Data provided: Begin

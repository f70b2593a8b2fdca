#![cfg_attr(feature = "fail-on-warnings", deny(warnings))]
#![warn(clippy::all, clippy::pedantic, clippy::nursery, clippy::cargo)]
#![allow(clippy::multiple_crate_versions, clippy::cargo_common_metadata)]

//! CLI entry point for protected area forest loss indicators.
//!
//! Uses `indicatif-log-bridge` (via [`forest_loss_cli_utils::init_logger`])
//! to route `log` output through `indicatif::MultiProgress` so that log
//! lines and the extraction spinner never fight for the terminal.

mod commands;

use std::error::Error;
use std::path::PathBuf;

use clap::{Parser, Subcommand, ValueEnum};
use forest_loss_cli_utils::MultiProgress;
use forest_loss_pipeline::PipelineError;

#[derive(Parser)]
#[command(
    name = "forest_loss",
    about = "Forest loss indicators for a protected area and its buffer ring"
)]
struct Cli {
    #[command(subcommand)]
    command: Commands,
}

#[derive(Subcommand)]
enum Commands {
    /// Prepare zones, extract annual forest area, and write the loss report
    Run {
        /// `GeoJSON` Feature or `FeatureCollection` with the protected area
        #[arg(long)]
        input: PathBuf,
        /// TOML analysis configuration
        #[arg(long)]
        config: PathBuf,
        /// Directory of cached indicator tables (`<id>.json`)
        #[arg(long)]
        tables: PathBuf,
        /// Report destination (defaults to stdout)
        #[arg(long)]
        output: Option<PathBuf>,
        /// Report format
        #[arg(long, value_enum, default_value = "json")]
        format: OutputFormat,
        /// Also write the zone geometries as a `GeoJSON` layer
        #[arg(long)]
        zones_geojson: Option<PathBuf>,
        /// Abort if extraction takes longer than this many seconds
        #[arg(long)]
        extract_timeout_secs: Option<u64>,
    },
    /// Prepare zones only and write them as a `GeoJSON` layer
    Prepare {
        /// `GeoJSON` Feature or `FeatureCollection` with the protected area
        #[arg(long)]
        input: PathBuf,
        /// TOML analysis configuration
        #[arg(long)]
        config: PathBuf,
        /// Layer destination (defaults to stdout)
        #[arg(long)]
        output: Option<PathBuf>,
    },
    /// Store externally computed indicator tables where `run` reads them
    ImportTables {
        /// JSON array of indicator tables, protected area first
        #[arg(long)]
        input: PathBuf,
        /// TOML analysis configuration the tables were computed under
        #[arg(long)]
        config: PathBuf,
        /// Directory of cached indicator tables (`<id>.json`)
        #[arg(long)]
        tables: PathBuf,
        /// Protected area identifier the tables belong to
        #[arg(long)]
        id: i64,
    },
    /// Validate a configuration file and print the resolved values
    CheckConfig {
        /// TOML analysis configuration
        config: PathBuf,
    },
}

/// Report output format.
#[derive(Debug, Clone, Copy, PartialEq, Eq, ValueEnum)]
pub enum OutputFormat {
    /// Full report as JSON
    Json,
    /// Long-form `zone,year,area_ha,loss_ha` rows
    Csv,
}

async fn dispatch(multi: &MultiProgress, command: Commands) -> Result<(), Box<dyn Error>> {
    match command {
        Commands::Run {
            input,
            config,
            tables,
            output,
            format,
            zones_geojson,
            extract_timeout_secs,
        } => {
            commands::run(
                multi,
                commands::RunArgs {
                    input,
                    config,
                    tables,
                    output,
                    format,
                    zones_geojson,
                    extract_timeout_secs,
                },
            )
            .await
        }
        Commands::Prepare {
            input,
            config,
            output,
        } => commands::prepare(&input, &config, output.as_deref()),
        Commands::ImportTables {
            input,
            config,
            tables,
            id,
        } => commands::import_tables(&input, &config, &tables, id),
        Commands::CheckConfig { config } => commands::check_config(&config),
    }
}

fn main() -> Result<(), Box<dyn Error>> {
    let multi = forest_loss_cli_utils::init_logger();
    let cli = Cli::parse();

    let runtime = tokio::runtime::Builder::new_multi_thread()
        .enable_all()
        .build()?;
    let result = runtime.block_on(dispatch(&multi, cli.command));
    // A timed-out extraction worker may still be blocked; do not join it.
    runtime.shutdown_background();

    if let Err(e) = &result
        && let Some(pipeline_error) = e.downcast_ref::<PipelineError>()
    {
        log::error!(
            "Stage '{}' failed ({}): {pipeline_error}",
            pipeline_error.stage(),
            pipeline_error.kind()
        );
    }

    result
}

Data provided: End

Exercise:
The answer must be every line of the data that contains the word "ImportTables".

Answer to the exercise:
    ImportTables {
        Commands::ImportTables {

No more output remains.